Editorial | Volume 24 No. 2
It is my great pleasure to introduce issue 24.2, which is the first of our issues to be composed from articles published under our new FirstView process. Each of these articles was published FirstView on Cambridge Core within approximately twelve weeks of official acceptance, and we bring them to you now collated in issue format.
This new process has necessitated changes in the structures and practices of our editorial team at the Washington and Lee University School of Law, who now manage parallel processes for Special Issue content and standard submission content. The Editorial Board is grateful to this team for their hard work in managing this shift, and is delighted to be able to say that, from now on, all of the GLJ’s standard submission content will be published in this manner, with both FirstView and OpenAccess as standard.

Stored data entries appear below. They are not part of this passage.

//! HTTP/JSON implementation of [`ResourceStore`].
//!
//! Talks to a tagging endpoint exposing:
//!
//! | Call | Request |
//! |------|---------|
//! | list policies | `GET /policies?scope=local[&page_token=T]` |
//! | attached roles | `GET /policies/{id}/roles` |
//! | tag | `PUT /policies/{id}/tags` with `{"tags": {..}}` |
//! | untag | `DELETE /policies/{id}/tags?key=K&key=K2` |
//! | batched update | `POST /policies/{id}/tags` with `{"set": {..}, "remove": [..]}` |
//!
//! Every request carries the configured region and, when set, the run id as
//! `x-tagsync-region` / `x-tagsync-run-id` headers.

#![forbid(unsafe_code)]

pub mod error;

use std::collections::BTreeSet;

use async_trait::async_trait;
use reqwest::{Client, Method, RequestBuilder, Response};
use serde::de::DeserializeOwned;
use serde::{Deserialize, Serialize};
use tagsync_core::config::StoreConfig;
use tagsync_core::{ConfigError, IdentityRole, PolicyPage, ResourceStore, StoreError, TagMap};
use tracing::{debug, instrument};
use url::Url;
use uuid::Uuid;

pub use error::{HttpStoreError, classify_status, classify_transport, retry_after};

/// Header carrying the account region.
pub const REGION_HEADER: &str = "x-tagsync-region";
/// Header carrying the run id, for correlating server-side logs.
pub const RUN_ID_HEADER: &str = "x-tagsync-run-id";

#[derive(Deserialize)]
struct RolesResponse {
    #[serde(default)]
    roles: Vec<IdentityRole>,
}

#[derive(Serialize)]
struct TagRequest<'a> {
    tags: &'a TagMap,
}

#[derive(Serialize)]
struct UpdateRequest<'a> {
    set: &'a TagMap,
    remove: &'a BTreeSet<String>,
}

/// Resource store backed by an HTTP endpoint.
#[derive(Debug, Clone)]
pub struct HttpResourceStore {
    client: Client,
    base: Url,
    region: String,
    run_id: Option<Uuid>,
    batched: bool,
}

impl HttpResourceStore {
    /// Build a store from validated settings.
    pub fn new(config: &StoreConfig) -> Result<Self, HttpStoreError> {
        let base = config.endpoint_url()?;
        let region = config
            .region
            .as_deref()
            .map(str::trim)
            .filter(|r| !r.is_empty())
            .ok_or_else(|| ConfigError::Invalid {
                field: "store.region",
                message: "must be set".to_string(),
            })?
            .to_string();

        let client = Client::builder()
            .timeout(config.request_timeout())
            .connect_timeout(config.connect_timeout())
            .user_agent(concat!("tagsync/", env!("CARGO_PKG_VERSION")))
            .build()?;

        Ok(Self {
            client,
            base,
            region,
            run_id: None,
            batched: config.batched_updates,
        })
    }

    /// Tag every request with `run_id`.
    #[must_use]
    pub const fn with_run_id(mut self, run_id: Uuid) -> Self {
        self.run_id = Some(run_id);
        self
    }

    #[must_use]
    pub const fn base_url(&self) -> &Url {
        &self.base
    }

    /// `base` joined with `segments`, each percent-encoded as one segment.
    fn url(&self, segments: &[&str]) -> Result<Url, StoreError> {
        let mut url = self.base.clone();
        url.path_segments_mut()
            .map_err(|()| {
                StoreError::Rejected(format!("endpoint {} cannot take a path", self.base))
            })?
            .pop_if_empty()
            .extend(segments);
        Ok(url)
    }

    fn request(&self, method: Method, url: Url) -> RequestBuilder {
        let builder = self
            .client
            .request(method, url)
            .header(REGION_HEADER, &self.region);
        match self.run_id {
            Some(run_id) => builder.header(RUN_ID_HEADER, run_id.to_string()),
            None => builder,
        }
    }

    async fn send(&self, request: RequestBuilder) -> Result<Response, StoreError> {
        let response = request
            .send()
            .await
            .map_err(|e| classify_transport(&e))?;
        let status = response.status();
        debug!(status = status.as_u16(), url = %response.url(), "Store responded");
        if status.is_success() {
            return Ok(response);
        }
        let headers = response.headers().clone();
        let body = response.text().await.unwrap_or_default();
        Err(classify_status(status, &headers, &body))
    }

    async fn send_json<T: DeserializeOwned>(
        &self,
        request: RequestBuilder,
    ) -> Result<T, StoreError> {
        self.send(request)
            .await?
            .json::<T>()
            .await
            .map_err(|e| classify_transport(&e))
    }
}

#[async_trait]
impl ResourceStore for HttpResourceStore {
    #[instrument(skip(self))]
    async fn list_policies(&self, page_token: Option<&str>) -> Result<PolicyPage, StoreError> {
        let mut url = self.url(&["policies"])?;
        {
            let mut query = url.query_pairs_mut();
            query.append_pair("scope", "local");
            if let Some(token) = page_token {
                query.append_pair("page_token", token);
            }
        }
        self.send_json(self.request(Method::GET, url)).await
    }

    #[instrument(skip(self))]
    async fn list_attached_roles(&self, policy_id: &str) -> Result<Vec<IdentityRole>, StoreError> {
        let url = self.url(&["policies", policy_id, "roles"])?;
        let response: RolesResponse = self.send_json(self.request(Method::GET, url)).await?;
        Ok(response.roles)
    }

    #[instrument(skip(self, tags), fields(count = tags.len()))]
    async fn tag_policy(&self, policy_id: &str, tags: &TagMap) -> Result<(), StoreError> {
        let url = self.url(&["policies", policy_id, "tags"])?;
        self.send(self.request(Method::PUT, url).json(&TagRequest { tags }))
            .await?;
        Ok(())
    }

    #[instrument(skip(self, keys), fields(count = keys.len()))]
    async fn untag_policy(
        &self,
        policy_id: &str,
        keys: &BTreeSet<String>,
    ) -> Result<(), StoreError> {
        let mut url = self.url(&["policies", policy_id, "tags"])?;
        url.query_pairs_mut()
            .extend_pairs(keys.iter().map(|k| ("key", k.as_str())));
        self.send(self.request(Method::DELETE, url)).await?;
        Ok(())
    }

    fn supports_batched_update(&self) -> bool {
        self.batched
    }

    #[instrument(skip(self, set, remove), fields(set = set.len(), remove = remove.len()))]
    async fn update_policy_tags(
        &self,
        policy_id: &str,
        set: &TagMap,
        remove: &BTreeSet<String>,
    ) -> Result<(), StoreError> {
        if !self.batched {
            return Err(StoreError::Unsupported("update_policy_tags"));
        }
        let url = self.url(&["policies", policy_id, "tags"])?;
        self.send(
            self.request(Method::POST, url)
                .json(&UpdateRequest { set, remove }),
        )
        .await?;
        Ok(())
    }
}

This issue opens with Stefan Saloman and Jorrit Rijpma’s article on the current condition of the Schengen area, where concerns over refugees gave rise to ‘temporary’ border controls that have since solidified into ‘quasi-permanence’. Drawing attention to the disconnect between the Treaty framework’s strict conditions on reintroducing intra-Schengen border controls and the current practice that attenuates those conditions on intrinsically securitised grounds, Saloman and Rijpma provide a timely and contextualised discussion of EU citizenship rights.
Björnstjern Baade and Leah Gölz’s article provides an empirical analysis of how 236 German court decisions assess the credibility of asylum seekers’ accounts of their persecution. Relying on the German legal database Juris to identify an indicative sample of cases, Baade and Gölz bring an intriguing quantitative dimension to the issue of credibility determination, which has, until now, only been subject to qualitative investigation.

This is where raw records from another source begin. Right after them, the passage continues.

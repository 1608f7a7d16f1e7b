//! Paginated discovery of candidate policies and their attached roles.
//!
//! Listings are lazy: pages are fetched only as the consumer pulls, so memory
//! stays bounded by one page regardless of inventory size. Every invocation
//! starts a fresh remote listing; streams cannot be resumed mid-page.

use std::collections::{BTreeSet, HashSet, VecDeque};
use std::sync::Arc;

use futures_util::stream::{self, Stream, TryStreamExt};
use tracing::{debug, instrument, warn};

use crate::error::DiscoveryError;
use crate::model::{IdentityRole, ManagedPolicy};
use crate::retry::{RetryPolicy, with_retry};
use crate::store::ResourceStore;

/// A policy together with the roles currently attached to it.
#[derive(Debug, Clone, PartialEq, Eq)]
pub struct PolicyBinding {
    pub policy: ManagedPolicy,
    pub roles: Vec<IdentityRole>,
}

/// Read-only discovery over a [`ResourceStore`].
#[derive(Clone)]
pub struct Enumerator {
    store: Arc<dyn ResourceStore>,
    retry: RetryPolicy,
    targets: Arc<BTreeSet<String>>,
}

struct Cursor {
    store: Arc<dyn ResourceStore>,
    retry: RetryPolicy,
    targets: Arc<BTreeSet<String>>,
    buffered: VecDeque<ManagedPolicy>,
    next_token: Option<String>,
    seen_tokens: HashSet<String>,
    page: u32,
    exhausted: bool,
}

impl Cursor {
    fn accepts(&self, policy: &ManagedPolicy) -> bool {
        if !policy.is_customer_managed() {
            debug!(policy_id = %policy.id, "Skipping provider-managed policy");
            return false;
        }
        self.targets.is_empty() || self.targets.contains(&policy.name)
    }

    async fn fetch_page(&mut self) -> Result<(), DiscoveryError> {
        let store = Arc::clone(&self.store);
        let token = self.next_token.take();
        let page = self.page;

        let fetched = with_retry(&self.retry, "list_policies", || {
            store.list_policies(token.as_deref())
        })
        .await
        .map_err(|failure| DiscoveryError::PageFetch {
            page,
            attempts: failure.attempts,
            source: failure.error,
        })?;

        let listing = fetched.value;
        debug!(
            page,
            policies = listing.policies.len(),
            has_more = listing.next_token.is_some(),
            "Fetched policy page"
        );

        self.page += 1;
        match listing.next_token {
            Some(next) if !self.seen_tokens.insert(next.clone()) => {
                return Err(DiscoveryError::RepeatedPageToken {
                    token: next,
                    page: self.page,
                });
            }
            Some(next) => self.next_token = Some(next),
            None => self.exhausted = true,
        }

        let accepted: Vec<ManagedPolicy> = listing
            .policies
            .into_iter()
            .filter(|policy| self.accepts(policy))
            .collect();
        self.buffered.extend(accepted);
        Ok(())
    }
}

impl Enumerator {
    /// Create an enumerator over every customer-managed policy.
    #[must_use]
    pub fn new(store: Arc<dyn ResourceStore>, retry: RetryPolicy) -> Self {
        Self {
            store,
            retry,
            targets: Arc::new(BTreeSet::new()),
        }
    }

    /// Restrict discovery to policies with these names. Empty means all.
    #[must_use]
    pub fn with_targets<I, S>(mut self, names: I) -> Self
    where
        I: IntoIterator<Item = S>,
        S: Into<String>,
    {
        self.targets = Arc::new(names.into_iter().map(Into::into).collect());
        self
    }

    /// Lazily list candidate policies, following pagination to the end.
    ///
    /// The stream ends after yielding its first error.
    pub fn policies(
        &self,
    ) -> impl Stream<Item = Result<ManagedPolicy, DiscoveryError>> + Send + 'static {
        let cursor = Cursor {
            store: Arc::clone(&self.store),
            retry: self.retry.clone(),
            targets: Arc::clone(&self.targets),
            buffered: VecDeque::new(),
            next_token: None,
            seen_tokens: HashSet::new(),
            page: 0,
            exhausted: false,
        };

        stream::unfold(Some(cursor), |state| async move {
            let Some(mut cursor) = state else {
                return None;
            };
            loop {
                if let Some(policy) = cursor.buffered.pop_front() {
                    return Some((Ok(policy), Some(cursor)));
                }
                if cursor.exhausted {
                    return None;
                }
                if let Err(err) = cursor.fetch_page().await {
                    warn!(error = %err, "Policy discovery failed");
                    return Some((Err(err), None));
                }
            }
        })
    }

    /// List the roles attached to one policy.
    #[instrument(skip(self, policy), fields(policy_id = %policy.id))]
    pub async fn attached_roles(
        &self,
        policy: &ManagedPolicy,
    ) -> Result<Vec<IdentityRole>, DiscoveryError> {
        let store = &self.store;
        let policy_id = policy.id.as_str();
        let retry = self.retry.keyed(policy_id);
        let fetched = with_retry(&retry, "list_attached_roles", || {
            store.list_attached_roles(policy_id)
        })
        .await
        .map_err(|failure| DiscoveryError::RoleLookup {
            policy_id: policy.id.clone(),
            attempts: failure.attempts,
            source: failure.error,
        })?;
        debug!(roles = fetched.value.len(), "Listed attached roles");
        Ok(fetched.value)
    }

    /// Lazily yield every candidate policy with its attached roles.
    pub fn enumerate(
        &self,
    ) -> impl Stream<Item = Result<PolicyBinding, DiscoveryError>> + Send + 'static {
        let this = self.clone();
        self.policies().and_then(move |policy| {
            let this = this.clone();
            async move {
                let roles = this.attached_roles(&policy).await?;
                Ok::<_, DiscoveryError>(PolicyBinding { policy, roles })
            }
        })
    }
}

The third article in this issue, by Joyce de Coninck, analyses the now-terminated Common Security and Defence Policy (CSDP) military operation EUNAVFOR MED Sophia (Operation Sophia) as a means of determining whether or not there is effective access to legal remedies for individual applicants claiming damages pursuant to European Union unlawful human rights conduct. Arguing in the negative, this article draws attention to the difficulties in meeting those conditions necessary to establish EU responsibility for alleged complicity in human rights violations.
Next, Mohamed Moussa’s article proposes a typology of rights within multilevel constitutional structures, specifically the EU and the US. He distinguishes three overarching categories, namely: plurality, partial centrality, and full centrality, and offers a structural classification of the dual protection of rights in the EU and the US.

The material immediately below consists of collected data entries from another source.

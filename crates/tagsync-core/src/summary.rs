//! Run summary: the externally observable record of one pass.

use chrono::{DateTime, Utc};
use serde::{Deserialize, Serialize};
use uuid::Uuid;

use crate::error::{DiscoveryError, MutationError, StoreError};

/// Why a policy could not be converged.
#[derive(Debug, Clone, Copy, PartialEq, Eq, Hash, Serialize, Deserialize)]
#[serde(rename_all = "snake_case")]
pub enum FailureKind {
    /// The principal lacks a permission; needs an operator.
    Permission,
    /// The policy disappeared mid-run.
    NotFound,
    /// Transient failures outlived the retry budget.
    Exhausted,
    /// The store refused the request.
    Rejected,
    /// Attached roles could not be listed.
    Discovery,
    /// The worker processing this policy panicked or was lost.
    Internal,
}

/// One policy that failed this run.
#[derive(Debug, Clone, PartialEq, Eq, Serialize, Deserialize)]
pub struct PairFailure {
    pub policy_id: String,
    pub kind: FailureKind,
    pub reason: String,
}

impl PairFailure {
    #[must_use]
    pub fn from_mutation(err: &MutationError) -> Self {
        let kind = match err {
            MutationError::Permission { .. } => FailureKind::Permission,
            MutationError::Exhausted { .. } => FailureKind::Exhausted,
            MutationError::Permanent { source, .. } => match source {
                StoreError::NotFound(_) => FailureKind::NotFound,
                StoreError::PermissionDenied(_) => FailureKind::Permission,
                _ => FailureKind::Rejected,
            },
        };
        Self {
            policy_id: err.policy_id().to_string(),
            kind,
            reason: err.to_string(),
        }
    }

    #[must_use]
    pub fn from_discovery(policy_id: &str, err: &DiscoveryError) -> Self {
        Self {
            policy_id: policy_id.to_string(),
            kind: FailureKind::Discovery,
            reason: err.to_string(),
        }
    }
}

/// Immutable record of one reconciliation pass.
#[derive(Debug, Clone, PartialEq, Eq, Serialize, Deserialize)]
pub struct RunSummary {
    run_id: Uuid,
    started_at: DateTime<Utc>,
    finished_at: DateTime<Utc>,
    policies_scanned: u64,
    policies_mutated: u64,
    policies_unchanged: u64,
    failures: Vec<PairFailure>,
    dry_run: bool,
    cancelled: bool,
}

impl RunSummary {
    #[must_use]
    pub const fn run_id(&self) -> Uuid {
        self.run_id
    }

    #[must_use]
    pub const fn started_at(&self) -> DateTime<Utc> {
        self.started_at
    }

    #[must_use]
    pub const fn finished_at(&self) -> DateTime<Utc> {
        self.finished_at
    }

    /// Policies whose processing finished, successfully or not.
    #[must_use]
    pub const fn policies_scanned(&self) -> u64 {
        self.policies_scanned
    }

    /// Policies whose tags changed (or would change, in a dry run).
    #[must_use]
    pub const fn policies_mutated(&self) -> u64 {
        self.policies_mutated
    }

    #[must_use]
    pub const fn policies_unchanged(&self) -> u64 {
        self.policies_unchanged
    }

    /// Failures ordered by policy id.
    #[must_use]
    pub fn failures(&self) -> &[PairFailure] {
        &self.failures
    }

    #[must_use]
    pub const fn dry_run(&self) -> bool {
        self.dry_run
    }

    /// True when the run stopped scheduling policies before the end.
    #[must_use]
    pub const fn cancelled(&self) -> bool {
        self.cancelled
    }

    #[must_use]
    pub fn has_failures(&self) -> bool {
        !self.failures.is_empty()
    }
}

/// What happened to one policy.
#[derive(Debug)]
pub(crate) enum PairOutcome {
    Unchanged,
    Mutated,
    Failed(PairFailure),
}

/// Single-writer accumulator owned by the coordinator task.
#[derive(Debug)]
pub(crate) struct SummaryBuilder {
    run_id: Uuid,
    started_at: DateTime<Utc>,
    dry_run: bool,
    scanned: u64,
    mutated: u64,
    unchanged: u64,
    failures: Vec<PairFailure>,
}

impl SummaryBuilder {
    pub(crate) fn start(run_id: Uuid, dry_run: bool) -> Self {
        Self {
            run_id,
            started_at: Utc::now(),
            dry_run,
            scanned: 0,
            mutated: 0,
            unchanged: 0,
            failures: Vec::new(),
        }
    }

    pub(crate) fn record(&mut self, outcome: PairOutcome) {
        self.scanned += 1;
        match outcome {
            PairOutcome::Unchanged => self.unchanged += 1,
            PairOutcome::Mutated => self.mutated += 1,
            PairOutcome::Failed(failure) => self.failures.push(failure),
        }
    }

    pub(crate) fn finish(mut self, cancelled: bool) -> RunSummary {
        self.failures
            .sort_by(|a, b| a.policy_id.cmp(&b.policy_id));
        RunSummary {
            run_id: self.run_id,
            started_at: self.started_at,
            finished_at: Utc::now(),
            policies_scanned: self.scanned,
            policies_mutated: self.mutated,
            policies_unchanged: self.unchanged,
            failures: self.failures,
            dry_run: self.dry_run,
            cancelled,
        }
    }
}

The article from Enver Hasani and Fisnik Korenica examines the arguably sui generic project that is the Kosovo Specialist Chambers, a project that comprises aspects of the domestic law of the Republic of Kosovo, EU’s external relations law, and international criminal law. Hasani and Korenica explain the Chambers’ ‘two courts’ as being split across general jurisdiction and special jurisdiction, highlighting this hybrid nature as being not only atypical but almost ‘illogical’.
The penultimate article of this issue, from Abdurrachman Satrio, challenges the claim that the four allegedly democratising amendments to the 1945 Indonesian Constitution, carried out by the Majelis Permusyawaratan Rakyat (People’s Consultative Assembly)from 1999 to 2022, were illegitimate. Pushing back against the idea that the ‘dismemberment’ of the Constitution caused by these four amendments undermined their legitimacy, Satrio draws on the work of Albert to argue that constitutional dismemberment is valid if conducted in within a process with a similar or higher democratic threshold to the constituent power’s ratification of the original constitution.
Finally, Mirko Pečarič invites us to pay more attention to the characteristics of people in groups. Noting how central crowds are to social change, Pečarič leads the argument that understanding the behavioural elements of crowds, groups, and collectives is vital to the project of effective regulation by law. Highlighting the shortcomings of the current legal system, which pays little or no attention either to groups or to the circumstances of relationality between individuals comprising collectives, this article argues in favour of an awareness of different crowd dynamics on legal decision-making.